» **Required work**:
Repeat each record word for word.
_____
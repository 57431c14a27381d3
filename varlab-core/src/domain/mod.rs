//! Domain types: quotes, variance observations, signals, positions, NAV.

pub mod nav;
pub mod position;
pub mod quote;
pub mod signal;
pub mod variance;

pub use nav::{NavLedger, NavPoint};
pub use position::{Direction, Position};
pub use quote::{LadderError, QuoteRecord, StrikeLadder};
pub use signal::{BandState, Signal, SignalAction};
pub use variance::{SeriesError, VarianceObservation, VarianceSeries};
//! Artifact export — immutable run outputs serialized for inspection.
//!
//! The core hands over value records; this module decides the formats:
//! CSV for the tabular series (variance, signals, NAV, skipped dates)
//! and pretty JSON for the metrics report and run manifest.

use std::fs;
use std::path::{Path, PathBuf};

use thiserror::Error;

use crate::runner::BacktestRunResult;

#[derive(Debug, Error)]
pub enum ExportError {
    #[error("io error: {0}")]
    Io(#[from] std::io::Error),
    #[error("csv error: {0}")]
    Csv(#[from] csv::Error),
    #[error("json error: {0}")]
    Json(#[from] serde_json::Error),
}

/// Write all artifacts for one run under `<output_dir>/<run_id>/`.
///
/// Returns the run directory. Layout:
/// - `variance.csv` — the replicated series
/// - `signals.csv` — one row per observation with band levels
/// - `nav.csv` — the daily ledger
/// - `skipped.csv` — dates the replicator skipped, with reasons
/// - `report.json` — the metrics report plus config and run id
pub fn save_artifacts(
    output_dir: &Path,
    result: &BacktestRunResult,
) -> Result<PathBuf, ExportError> {
    let run_dir = output_dir.join(&result.run_id);
    fs::create_dir_all(&run_dir)?;

    write_variance_csv(&run_dir.join("variance.csv"), result)?;
    write_signals_csv(&run_dir.join("signals.csv"), result)?;
    write_nav_csv(&run_dir.join("nav.csv"), result)?;
    write_skipped_csv(&run_dir.join("skipped.csv"), result)?;
    write_report_json(&run_dir.join("report.json"), result)?;

    Ok(run_dir)
}

fn write_variance_csv(path: &Path, result: &BacktestRunResult) -> Result<(), ExportError> {
    let mut writer = csv::Writer::from_path(path)?;
    writer.write_record([
        "date",
        "expiry",
        "time_to_expiry_years",
        "implied_variance",
        "implied_vol",
        "n_options",
    ])?;
    for obs in result.series.observations() {
        writer.write_record([
            obs.date.to_string(),
            obs.expiry.to_string(),
            obs.time_to_expiry_years.to_string(),
            obs.implied_variance.to_string(),
            obs.implied_vol().to_string(),
            obs.n_options.to_string(),
        ])?;
    }
    writer.flush()?;
    Ok(())
}

fn write_signals_csv(path: &Path, result: &BacktestRunResult) -> Result<(), ExportError> {
    let mut writer = csv::Writer::from_path(path)?;
    writer.write_record([
        "date",
        "action",
        "reference_variance",
        "center",
        "upper",
        "lower",
    ])?;
    for signal in &result.signals {
        let band = signal.band_state;
        let fmt = |v: Option<f64>| v.map_or(String::new(), |x| x.to_string());
        writer.write_record([
            signal.date.to_string(),
            format!("{:?}", signal.action),
            signal.reference_variance.to_string(),
            fmt(band.map(|b| b.center)),
            fmt(band.map(|b| b.upper)),
            fmt(band.map(|b| b.lower)),
        ])?;
    }
    writer.flush()?;
    Ok(())
}

fn write_nav_csv(path: &Path, result: &BacktestRunResult) -> Result<(), ExportError> {
    let mut writer = csv::Writer::from_path(path)?;
    writer.write_record(["date", "cash", "unrealized_pnl", "realized_pnl", "nav"])?;
    for point in result.simulation.ledger.points() {
        writer.write_record([
            point.date.to_string(),
            point.cash.to_string(),
            point.unrealized_pnl.to_string(),
            point.realized_pnl.to_string(),
            point.nav.to_string(),
        ])?;
    }
    writer.flush()?;
    Ok(())
}

fn write_skipped_csv(path: &Path, result: &BacktestRunResult) -> Result<(), ExportError> {
    let mut writer = csv::Writer::from_path(path)?;
    writer.write_record(["date", "reason"])?;
    for skipped in &result.skipped_dates {
        writer.write_record([skipped.date.to_string(), skipped.reason.to_string()])?;
    }
    writer.flush()?;
    Ok(())
}

fn write_report_json(path: &Path, result: &BacktestRunResult) -> Result<(), ExportError> {
    let manifest = serde_json::json!({
        "run_id": result.run_id,
        "config": result.config,
        "report": result.report,
        "trades": result.simulation.trades,
        "ignored_entries": result.simulation.ignored_entries,
        "skipped_dates": result.skipped_dates.len(),
    });
    fs::write(path, serde_json::to_string_pretty(&manifest)?)?;
    Ok(())
}

#[cfg(test)]
mod tests {
    use super::*;
    use crate::config::BacktestConfig;
    use crate::data_loader::LoadedQuotes;
    use crate::runner::run_backtest;
    use crate::synthetic::{generate_surface, SyntheticConfig};

    #[test]
    fn artifacts_are_written_and_parse_back() {
        let records = generate_surface(&SyntheticConfig {
            n_days: 40,
            ..SyntheticConfig::default()
        });
        let quotes = LoadedQuotes::from_records(records).unwrap();
        let config = BacktestConfig::new(quotes.expiries()[0]);
        let result = run_backtest(&quotes, &config).unwrap();

        let dir = tempfile::tempdir().unwrap();
        let run_dir = save_artifacts(dir.path(), &result).unwrap();

        for file in ["variance.csv", "signals.csv", "nav.csv", "skipped.csv", "report.json"] {
            assert!(run_dir.join(file).exists(), "missing {file}");
        }

        // NAV rows cover every calendar date plus the header.
        let nav = fs::read_to_string(run_dir.join("nav.csv")).unwrap();
        assert_eq!(nav.lines().count(), quotes.calendar().len() + 1);

        let report: serde_json::Value =
            serde_json::from_str(&fs::read_to_string(run_dir.join("report.json")).unwrap())
                .unwrap();
        assert_eq!(report["run_id"], serde_json::json!(result.run_id));
        assert!(report["report"]["final_nav"].is_number());
    }
}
_____
» **Exercise response**:
repository 57431c14a27381d3
filename varlab-core/src/domain/mod.rs
//! Domain types: quotes, variance observations, signals, positions, NAV.

pub mod nav;
pub mod position;
pub mod quote;
pub mod signal;
pub mod variance;

pub use nav::{NavLedger, NavPoint};
pub use position::{Direction, Position};
pub use quote::{LadderError, QuoteRecord, StrikeLadder};
pub use signal::{BandState, Signal, SignalAction};
pub use variance::{SeriesError, VarianceObservation, VarianceSeries};
//! Artifact export — immutable run outputs serialized for inspection.
//!
//! The core hands over value records; this module decides the formats:
//! CSV for the tabular series (variance, signals, NAV, skipped dates)
//! and pretty JSON for the metrics report and run manifest.

use std::fs;
use std::path::{Path, PathBuf};

use thiserror::Error;

use crate::runner::BacktestRunResult;

#[derive(Debug, Error)]
pub enum ExportError {
    #[error("io error: {0}")]
    Io(#[from] std::io::Error),
    #[error("csv error: {0}")]
    Csv(#[from] csv::Error),
    #[error("json error: {0}")]
    Json(#[from] serde_json::Error),
}

/// Write all artifacts for one run under `<output_dir>/<run_id>/`.
///
/// Returns the run directory. Layout:
/// - `variance.csv` — the replicated series
/// - `signals.csv` — one row per observation with band levels
/// - `nav.csv` — the daily ledger
/// - `skipped.csv` — dates the replicator skipped, with reasons
/// - `report.json` — the metrics report plus config and run id
pub fn save_artifacts(
    output_dir: &Path,
    result: &BacktestRunResult,
) -> Result<PathBuf, ExportError> {
    let run_dir = output_dir.join(&result.run_id);
    fs::create_dir_all(&run_dir)?;

    write_variance_csv(&run_dir.join("variance.csv"), result)?;
    write_signals_csv(&run_dir.join("signals.csv"), result)?;
    write_nav_csv(&run_dir.join("nav.csv"), result)?;
    write_skipped_csv(&run_dir.join("skipped.csv"), result)?;
    write_report_json(&run_dir.join("report.json"), result)?;

    Ok(run_dir)
}

fn write_variance_csv(path: &Path, result: &BacktestRunResult) -> Result<(), ExportError> {
    let mut writer = csv::Writer::from_path(path)?;
    writer.write_record([
        "date",
        "expiry",
        "time_to_expiry_years",
        "implied_variance",
        "implied_vol",
        "n_options",
    ])?;
    for obs in result.series.observations() {
        writer.write_record([
            obs.date.to_string(),
            obs.expiry.to_string(),
            obs.time_to_expiry_years.to_string(),
            obs.implied_variance.to_string(),
            obs.implied_vol().to_string(),
            obs.n_options.to_string(),
        ])?;
    }
    writer.flush()?;
    Ok(())
}

fn write_signals_csv(path: &Path, result: &BacktestRunResult) -> Result<(), ExportError> {
    let mut writer = csv::Writer::from_path(path)?;
    writer.write_record([
        "date",
        "action",
        "reference_variance",
        "center",
        "upper",
        "lower",
    ])?;
    for signal in &result.signals {
        let band = signal.band_state;
        let fmt = |v: Option<f64>| v.map_or(String::new(), |x| x.to_string());
        writer.write_record([
            signal.date.to_string(),
            format!("{:?}", signal.action),
            signal.reference_variance.to_string(),
            fmt(band.map(|b| b.center)),
            fmt(band.map(|b| b.upper)),
            fmt(band.map(|b| b.lower)),
        ])?;
    }
    writer.flush()?;
    Ok(())
}

fn write_nav_csv(path: &Path, result: &BacktestRunResult) -> Result<(), ExportError> {
    let mut writer = csv::Writer::from_path(path)?;
    writer.write_record(["date", "cash", "unrealized_pnl", "realized_pnl", "nav"])?;
    for point in result.simulation.ledger.points() {
        writer.write_record([
            point.date.to_string(),
            point.cash.to_string(),
            point.unrealized_pnl.to_string(),
            point.realized_pnl.to_string(),
            point.nav.to_string(),
        ])?;
    }
    writer.flush()?;
    Ok(())
}

fn write_skipped_csv(path: &Path, result: &BacktestRunResult) -> Result<(), ExportError> {
    let mut writer = csv::Writer::from_path(path)?;
    writer.write_record(["date", "reason"])?;
    for skipped in &result.skipped_dates {
        writer.write_record([skipped.date.to_string(), skipped.reason.to_string()])?;
    }
    writer.flush()?;
    Ok(())
}

fn write_report_json(path: &Path, result: &BacktestRunResult) -> Result<(), ExportError> {
    let manifest = serde_json::json!({
        "run_id": result.run_id,
        "config": result.config,
        "report": result.report,
        "trades": result.simulation.trades,
        "ignored_entries": result.simulation.ignored_entries,
        "skipped_dates": result.skipped_dates.len(),
    });
    fs::write(path, serde_json::to_string_pretty(&manifest)?)?;
    Ok(())
}

#[cfg(test)]
mod tests {
    use super::*;
    use crate::config::BacktestConfig;
    use crate::data_loader::LoadedQuotes;
    use crate::runner::run_backtest;
    use crate::synthetic::{generate_surface, SyntheticConfig};

    #[test]
    fn artifacts_are_written_and_parse_back() {
        let records = generate_surface(&SyntheticConfig {
            n_days: 40,
            ..SyntheticConfig::default()
        });
        let quotes = LoadedQuotes::from_records(records).unwrap();
        let config = BacktestConfig::new(quotes.expiries()[0]);
        let result = run_backtest(&quotes, &config).unwrap();

        let dir = tempfile::tempdir().unwrap();
        let run_dir = save_artifacts(dir.path(), &result).unwrap();

        for file in ["variance.csv", "signals.csv", "nav.csv", "skipped.csv", "report.json"] {
            assert!(run_dir.join(file).exists(), "missing {file}");
        }

        // NAV rows cover every calendar date plus the header.
        let nav = fs::read_to_string(run_dir.join("nav.csv")).unwrap();
        assert_eq!(nav.lines().count(), quotes.calendar().len() + 1);

        let report: serde_json::Value =
            serde_json::from_str(&fs::read_to_string(run_dir.join("report.json")).unwrap())
                .unwrap();
        assert_eq!(report["run_id"], serde_json::json!(result.run_id));
        assert!(report["report"]["final_nav"].is_number());
    }
}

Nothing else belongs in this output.